Got a few more awesome cards in the mail over the weekend! Thank you Stinkerbell & Frog Prince (love the bookmarks!!!) And thank you Araniella and Pumpkin215. I love all of your cards!!!


----------



## Shadow Panther (Apr 4, 2013)

I just got 3 new cards-TYVM Araniella, Atropos and Lukewa!!!! Nothing from Salem yet 

I have my cards cut out. Even with a cutting board I can't cut straight-lol. I am cutting out the envelopes now and all will be in the mail Thursday before I leave town. I asked the PO if they had Halloween stamps and they said no and wouldn't get any either. They were kind of rude about it.


----------



## lizzyborden (Sep 17, 2009)

I think I've received five cards total. 

My cards are still in the works. They should still arrive by Halloween except for the one that's going overseas.


----------



## hallowmas (Sep 11, 2013)

Shadow Panther said:


> I just got 3 new cards-TYVM Araniella, Atropos and Lukewa!!!! Nothing from Salem yet
> 
> I have my cards cut out. Even with a cutting board I can't cut straight-lol. I am cutting out the envelopes now and all will be in the mail Thursday before I leave town. I asked the PO if they had Halloween stamps and they said no and wouldn't get any either. They were kind of rude about it.

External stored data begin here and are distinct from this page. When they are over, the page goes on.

//! Bijective ranking and unranking of unordered, leaf-labelled trees.
//!
//! Every tree with `n` leaves, without unary nodes, gets a unique pair of
//! integers `(shape_rank, label_rank)`. Shape ranks enumerate the unlabelled
//! topologies with `n` leaves and label ranks enumerate the distinct
//! labellings of a topology, both densely from 0. Any valid pair can be
//! turned back into its tree, which makes it possible to enumerate, index
//! and sample tree topologies.
//!
//! ```
//! use ranktree::{rank, unrank, Rank};
//!
//! let tree = unrank(&Rank::new(3u32, 5u32), 4).unwrap();
//! assert_eq!(tree.to_newick().unwrap(), "(1,(3,(0,2)));");
//! assert_eq!(rank(&tree).unwrap(), Rank::new(3u32, 5u32));
//! ```

use num_bigint::{BigUint, RandBigInt};
use num_traits::Zero;
use rand::Rng;
use tracing::debug;

pub mod combinatorics;
pub mod errors;
pub mod partition;
pub mod rank_tree;
pub mod tree;

pub use errors::RankError;
pub use rank_tree::{num_labellings, num_shapes, Rank, RankTree};

use tree::Tree;

/// Shape rank and label rank of a tree with a single root.
/// Leaves are labelled by their node id.
pub fn rank(tree: &Tree) -> Result<Rank, RankError> {
    let rank = tree.rank()?;
    debug!(%rank, leaves = tree.n_leaves(), "Ranked tree");
    Ok(rank)
}

/// Rank of the unlabelled shape of a tree
pub fn shape_rank(tree: &Tree) -> Result<BigUint, RankError> {
    Ok(RankTree::from_tree(tree)?.shape_rank().clone())
}

/// Rank of the labelling of a tree among all the labellings of its shape
pub fn label_rank(tree: &Tree) -> Result<BigUint, RankError> {
    RankTree::from_tree(tree)?.label_rank()
}

/// Generates the tree with `n` leaves and the given rank
pub fn unrank(rank: &Rank, n: usize) -> Result<Tree, RankError> {
    debug!(%rank, leaves = n, "Unranking tree");
    Tree::unrank(rank, n)
}

/// Generates the tree with `n` leaves with the given shape, labelled `0..n`
/// from left to right.
/// ```
/// use num_bigint::BigUint;
/// use ranktree::shape_unrank;
///
/// let tree = shape_unrank(&BigUint::from(3u32), 4).unwrap();
/// assert_eq!(tree.to_newick().unwrap(), "(0,(1,(2,3)));");
/// ```
pub fn shape_unrank(shape_rank: &BigUint, n: usize) -> Result<Tree, RankError> {
    debug!(%shape_rank, leaves = n, "Unranking shape");
    RankTree::shape_unrank(shape_rank, n)?
        .label_unrank(&BigUint::zero())?
        .to_tree()
}

/// Generates the tree with the same shape as `tree` and the given label rank
pub fn label_unrank(tree: &Tree, label_rank: &BigUint) -> Result<Tree, RankError> {
    RankTree::from_tree(tree)?.label_unrank(label_rank)?.to_tree()
}

/// Draws a tree with `n` leaves labelled `0..n`: the shape is drawn
/// uniformly among all shapes, then the labelling uniformly among the
/// labellings of that shape.
/// ```
/// use rand::{rngs::StdRng, SeedableRng};
/// use ranktree::random_tree;
///
/// let mut rng = StdRng::seed_from_u64(42);
/// let tree = random_tree(10, &mut rng).unwrap();
/// assert_eq!(tree.num_leaves(), 10);
/// assert!(tree.is_canonical());
/// ```
pub fn random_tree<R: Rng + ?Sized>(n: usize, rng: &mut R) -> Result<RankTree, RankError> {
    if n == 0 {
        return Err(RankError::invalid("a tree needs at least one leaf"));
    }

    let shape_rank = rng.gen_biguint_below(&num_shapes(n));
    let shape = RankTree::shape_unrank(&shape_rank, n)?;
    let label_rank = rng.gen_biguint_below(&shape.num_labellings());
    debug!(%shape_rank, %label_rank, leaves = n, "Sampled tree");

    shape.label_unrank(&label_rank)
}
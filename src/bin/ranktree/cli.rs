use clap::{ArgAction, Parser, Subcommand};
use clap_complete::Shell;
use num_bigint::BigUint;
use std::path::PathBuf;

/// A command line tool to rank, unrank, enumerate and sample unordered leaf-labelled trees
#[derive(Parser, Debug)]
#[command(name = "ranktree", version)]
pub struct Args {
    /// Increase logging verbosity (-v: debug, -vv: trace). RUST_LOG takes precedence.
    #[arg(short, long, action = ArgAction::Count, global = true)]
    pub verbose: u8,

    #[command(subcommand)]
    /// The command to execute
    pub command: Commands,
}

/// The available commands in the `ranktree` tool
#[derive(Subcommand, Debug)]
pub enum Commands {
    /// Count tree shapes and labelled trees up to a number of leaves
    Count {
        /// Largest number of leaves
        leaves: usize,
        /// Also count the labelled trees by summing the labellings of every shape
        #[arg(short, long)]
        labelled: bool,
    },

    /// Print the shape rank and label rank of a tree
    Rank {
        /// Newick string of the tree, leaves must be labelled 0..n
        newick: String,
    },

    /// Print the tree with a given rank
    Unrank {
        /// Shape rank of the tree
        shape: BigUint,
        /// Label rank of the tree
        label: BigUint,
        /// Number of leaves of the tree
        #[arg(short = 'n', long)]
        leaves: usize,
        /// Draw the tree in the terminal instead of printing a newick string
        #[arg(short, long)]
        draw: bool,
    },

    /// Output every tree with a given number of leaves, in rank order
    ///
    /// Each line holds the shape rank, the label rank and the newick
    /// string of a tree, separated by tabs.
    #[clap(verbatim_doc_comment)]
    Enumerate {
        /// Number of leaves
        leaves: usize,
        /// Only output unlabelled shapes
        #[arg(short, long)]
        shapes: bool,
        /// File to save the trees to
        #[arg(short, long)]
        output: Option<PathBuf>,
    },

    /// Sample random trees, uniformly over shapes then over labellings
    Sample {
        /// Number of leaves
        leaves: usize,
        /// Number of trees to sample
        #[arg(short = 'n', long, default_value_t = 1)]
        trees: usize,
        /// Seed of the random number generator
        #[arg(short, long)]
        seed: Option<u64>,
        /// File to save the trees to
        #[arg(short, long)]
        output: Option<PathBuf>,
    },

    /// Generate shell completion scripts
    Completion {
        /// Shell to generate the completions for
        #[arg(value_enum)]
        shell: Shell,
    },
}
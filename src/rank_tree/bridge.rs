//! Conversion between [`RankTree`] values and [`Tree`] structs.

use tracing::debug;

use super::{Rank, RankTree};
use crate::errors::RankError;
use crate::tree::{NodeId, TableCollection, Tree, NODE_IS_SAMPLE};

impl RankTree {
    /// Reads the topology of a tree with a single root. Each leaf is labelled
    /// with its node id and the label ranks are computed.
    /// ```
    /// use ranktree::rank_tree::RankTree;
    /// use ranktree::tree::{TableCollection, NODE_IS_SAMPLE};
    ///
    /// let mut tables = TableCollection::new(1.0);
    /// for _ in 0..3 {
    ///     tables.add_node(NODE_IS_SAMPLE, 0.0);
    /// }
    /// let parent = tables.add_node(0, 1.0);
    /// let root = tables.add_node(0, 2.0);
    /// tables.add_edge(0.0, 1.0, parent, 0).unwrap();
    /// tables.add_edge(0.0, 1.0, parent, 2).unwrap();
    /// tables.add_edge(0.0, 1.0, root, parent).unwrap();
    /// tables.add_edge(0.0, 1.0, root, 1).unwrap();
    /// tables.sort();
    ///
    /// let tree = RankTree::from_tree(&tables.tree().unwrap()).unwrap();
    /// assert_eq!(tree.to_string(), "(1,(0,2))");
    /// ```
    pub fn from_tree(tree: &Tree) -> Result<Self, RankError> {
        let roots = tree.roots();
        let root = match roots.as_slice() {
            [] => return Err(RankError::IsEmpty),
            [root] => *root,
            _ => return Err(RankError::MultipleRoots(roots.len())),
        };

        debug!(root, nodes = tree.size(), "Reading tree topology");
        Self::from_tree_node(tree, root)?.with_label_ranks()
    }

    fn from_tree_node(tree: &Tree, id: NodeId) -> Result<Self, RankError> {
        let children = tree.children(&id)?;
        match children.len() {
            0 => Ok(RankTree::new_labelled(id)),
            1 => Err(RankError::UnaryNode(id)),
            _ => {
                let children = children
                    .iter()
                    .map(|&child| Self::from_tree_node(tree, child))
                    .collect::<Result<Vec<_>, _>>()?;
                Ok(RankTree::canonical(children))
            }
        }
    }

    /// Writes this tree to a new [`Tree`]. Leaves become sample nodes at
    /// time 0 whose ids are their labels, internal nodes are placed one time
    /// unit above their oldest child.
    pub fn to_tree(&self) -> Result<Tree, RankError> {
        let n = self.num_leaves;
        let mut tables = TableCollection::new(1.0);
        for _ in 0..n {
            tables.add_node(NODE_IS_SAMPLE, 0.0);
        }
        self.add_to_tables(&mut tables, n)?;

        // Internal nodes were added children first
        tables.sort();
        debug!(
            leaves = n,
            nodes = tables.nodes().len(),
            edges = tables.edges().len(),
            "Writing tree topology"
        );

        Ok(tables.tree()?)
    }

    fn add_to_tables(&self, tables: &mut TableCollection, n: usize) -> Result<NodeId, RankError> {
        if self.is_leaf() {
            return match self.label() {
                Some(label) if label < n => Ok(label),
                Some(label) => Err(RankError::invalid(format!(
                    "leaf label {label} is out of range for a tree with {n} leaves"
                ))),
                None => Err(RankError::invalid("all the leaves must be labelled")),
            };
        }

        let child_ids = self
            .children
            .iter()
            .map(|child| child.add_to_tables(tables, n))
            .collect::<Result<Vec<_>, _>>()?;

        let max_child_time = child_ids
            .iter()
            .map(|&id| tables.nodes()[id].time)
            .fold(0.0, f64::max);
        let parent = tables.add_node(0, max_child_time + 1.0);
        for child in child_ids {
            tables.add_edge(0.0, 1.0, parent, child)?;
        }

        Ok(parent)
    }
}

impl Tree {
    /// Shape rank and label rank of the tree
    /// ```
    /// use num_bigint::BigUint;
    /// use ranktree::rank_tree::Rank;
    /// use ranktree::tree::Tree;
    ///
    /// let tree = Tree::unrank(&Rank::new(1u32, 2u32), 3).unwrap();
    /// assert_eq!(tree.to_newick().unwrap(), "(2,(0,1));");
    /// assert_eq!(tree.rank().unwrap(), Rank::new(1u32, 2u32));
    /// ```
    pub fn rank(&self) -> Result<Rank, RankError> {
        RankTree::from_tree(self)?.rank()
    }

    /// Generates the tree with `n` leaves and the given rank
    pub fn unrank(rank: &Rank, n: usize) -> Result<Self, RankError> {
        RankTree::unrank(rank, n)?.to_tree()
    }
}
//! Lazy enumeration of every tree with a given number of leaves, in rank order.

use num_bigint::BigUint;
use num_traits::Zero;

use super::{num_shapes, RankTree};

/// Iterator over the unlabelled trees with a given number of leaves,
/// by increasing shape rank. See [`RankTree::all_shapes`].
#[derive(Debug, Clone)]
pub struct AllShapes {
    num_leaves: usize,
    next: BigUint,
    count: BigUint,
}

impl Iterator for AllShapes {
    type Item = RankTree;

    fn next(&mut self) -> Option<Self::Item> {
        if self.next >= self.count {
            return None;
        }
        let tree = RankTree::shape_unrank(&self.next, self.num_leaves).ok()?;
        self.next += 1u32;
        Some(tree)
    }
}

/// Iterator over the labelled trees with a given number of leaves,
/// by increasing shape rank then label rank. See [`RankTree::all_labelled_trees`].
#[derive(Debug, Clone)]
pub struct AllLabelledTrees {
    shapes: AllShapes,
    // Shape being labelled, next label rank and number of labellings
    current: Option<(RankTree, BigUint, BigUint)>,
}

impl Iterator for AllLabelledTrees {
    type Item = RankTree;

    fn next(&mut self) -> Option<Self::Item> {
        loop {
            if let Some((shape, next, count)) = &mut self.current {
                if *next < *count {
                    let tree = shape.label_unrank(next).ok()?;
                    *next += 1u32;
                    return Some(tree);
                }
            }

            let shape = self.shapes.next()?;
            let count = shape.num_labellings();
            self.current = Some((shape, BigUint::zero(), count));
        }
    }
}

impl RankTree {
    /// All the unlabelled trees with `n` leaves, in shape rank order.
    /// ```
    /// use ranktree::rank_tree::RankTree;
    ///
    /// let shapes: Vec<_> = RankTree::all_shapes(3).map(|t| t.leaf_partition()).collect();
    /// assert_eq!(shapes, vec![vec![1, 1, 1], vec![1, 2]]);
    /// ```
    pub fn all_shapes(n: usize) -> AllShapes {
        AllShapes {
            num_leaves: n,
            next: BigUint::zero(),
            count: num_shapes(n),
        }
    }

    /// All the trees with `n` leaves labelled `0..n`, in rank order.
    /// ```
    /// use ranktree::rank_tree::RankTree;
    ///
    /// let trees: Vec<_> = RankTree::all_labelled_trees(3).map(|t| t.to_string()).collect();
    /// assert_eq!(trees, vec!["(0,1,2)", "(0,(1,2))", "(1,(0,2))", "(2,(0,1))"]);
    /// ```
    pub fn all_labelled_trees(n: usize) -> AllLabelledTrees {
        AllLabelledTrees {
            shapes: Self::all_shapes(n),
            current: None,
        }
    }
}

Get the stamps online , the pumpkin stamps were from last year


----------



## hallowmas (Sep 11, 2013)

I found hallowe"en cards on Amazon in the 24 to 72 cards boxed set !!!!
My homemade cards will be in the mail around the 20th so they get to everyone by the 31st


----------



## Halloweena (Oct 9, 2014)

Wonder when my cards will start showing up in mailboxes, should be today for some of you on the east coast!??


----------



## Shadow Panther (Apr 4, 2013)

received cards from Defenestrator, Dee14399, Halloweena and Pumpkin 215-thank you all <3

My cards are done except how to get the excess glue off. I used one of those roll on craft tape things and well now I have VERY sticky glue where it doesn't need to be. It's so sticky it sticks to me-lol. Will work on that issue more later today then it's off to the mail. At least next year I will know what not to do-lol.


----------



## Shadow Panther (Apr 4, 2013)

Stinkerbell n Frog Prince I think my card is haunted. Not only was it NOT stamped but I received 2 cards *cries*


----------



## Skullie (Apr 22, 2008)

I got a couple more cards. A Big Thank you to Stinkerbell and Frog Prince. I love you Cemetery Pic They really get me in the mood. And Thanks to Nicole for her cute card.


----------



## hallowmas (Sep 11, 2013)

I will finish mine up this weekend and be sent out by the 20th
It's great getting orange envelopes in the mail


----------



## nicolita3 (Jul 4, 2014)

Love all my cards so far!


----------



## hallowmas (Sep 11, 2013)

Thank you to lukewa for the wonderful card
Defenestrator luv the card ( note card cafe is in my Amazon shopping cart )
Dee14399 do you use the cricket circuit to make these wonderful cards
Halloweena what a beautiful card 
Thank you all for the frightfully delight full cards


----------



## hallowmas (Sep 11, 2013)

Skullie your cards are so neat , thank you


----------



## lisa48317 (Jul 23, 2010)

Mine were dropped off in the mail last night, so they're on their way!


----------



## Julianne (Jun 16, 2009)

Got the last of my cards out this afternoon!


----------



## hallowmas (Sep 11, 2013)

Mine will be in the mail Monday
Halloween greetings on the way


----------



## Halloweeeiner (Sep 20, 2007)

Cards were sent out today so most of you will be getting it on Monday!!


----------



## Bratwitch (Oct 30, 2013)

After a week of printer issues I finally got my cards finished yesterday and posted this morning, yay! Still got my fingers crossed the overseas ones will make it in time! 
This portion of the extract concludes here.